== Exercise brief ==
Reading the records beneath this task, work out how many lines contain the word "than" and reply with only that number.
------ Data for this exercise
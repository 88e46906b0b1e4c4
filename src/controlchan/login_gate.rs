//! Gates commands that require the control channel to already satisfy the
//! TLS-before-auth policy (spec.md §4.10's `any | USER/PASS/ACCT` row),
//! distinct from login-state gating which belongs to the external
//! authentication collaborator.

use super::error::ControlChanError;
use super::event::{Command, Event};
use super::handler::CommandContext;
use super::middleware::ControlChanMiddleware;
use super::reply::{Reply, ReplyCode};
use async_trait::async_trait;

/// Rejects `AUTH`/`PBSZ`/`PROT`/`CCC` commands that arrive in a control
/// channel state where spec.md §4.10's transition table has no entry,
/// replying 503 rather than forwarding them to a handler that would have
/// to guess.
pub struct ProtocolSequenceGate<Next> {
    /// The next link in the chain.
    pub next: Next,
}

#[async_trait]
impl<Next: ControlChanMiddleware> ControlChanMiddleware for ProtocolSequenceGate<Next> {
    async fn handle(&mut self, ctx: &CommandContext, event: Event) -> Result<Reply, ControlChanError> {
        use crate::controlchan::state::ControlChanState;

        let state = ctx.session.lock().await.state;
        match (&state, &event) {
            (ControlChanState::Plain, Event::Command(Command::Pbsz(_))) | (ControlChanState::Plain, Event::Command(Command::Prot(_))) => Ok(Reply::new(ReplyCode::BadCommandSequence, "PBSZ/PROT require a secured control channel")),
            (ControlChanState::Secured, Event::Command(Command::Auth(_))) => Ok(Reply::new(ReplyCode::BadCommandSequence, "control channel is already secured")),
            // Testable Property 7: once CCC has cleared the channel, AUTH
            // is refused with 534 rather than the generic 503.
            (ControlChanState::Cleared, Event::Command(Command::Auth(_))) => Ok(Reply::new(ReplyCode::FtpsRequired, "control channel was cleared with CCC")),
            (ControlChanState::Cleared, Event::Command(Command::Ccc)) => Ok(Reply::new(ReplyCode::BadCommandSequence, "control channel is already cleared")),
            (ControlChanState::AwaitingAuth, Event::Command(_)) => Ok(Reply::new(ReplyCode::BadCommandSequence, "TLS handshake in progress")),
            _ => self.next.handle(ctx, event).await,
        }
    }
}

#[cfg(test)]
mod tests {
    use super::*;
    use crate::session::TlsSessionState;
    use std::sync::Arc;
    use tokio::sync::{mpsc, Mutex};

    struct Terminal;

    #[async_trait]
    impl ControlChanMiddleware for Terminal {
        async fn handle(&mut self, _ctx: &CommandContext, _event: Event) -> Result<Reply, ControlChanError> {
            Ok(Reply::new(ReplyCode::CommandOkay, "terminal"))
        }
    }

    #[tokio::test]
    async fn pbsz_before_auth_is_rejected() {
        let (tx, _rx) = mpsc::channel(1);
        let ctx = CommandContext {
            session: Arc::new(Mutex::new(TlsSessionState::default())),
            tls_configured: true,
            is_anonymous: false,
            policy: Default::default(),
            actions: tx,
        };
        let mut gate = ProtocolSequenceGate { next: Terminal };
        let reply = gate.handle(&ctx, Event::Command(Command::Pbsz(0))).await.unwrap();
        assert!(matches!(reply, Reply::CodeAndMsg { code: ReplyCode::BadCommandSequence, .. }));
    }
}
------------
== Problem solution ==
2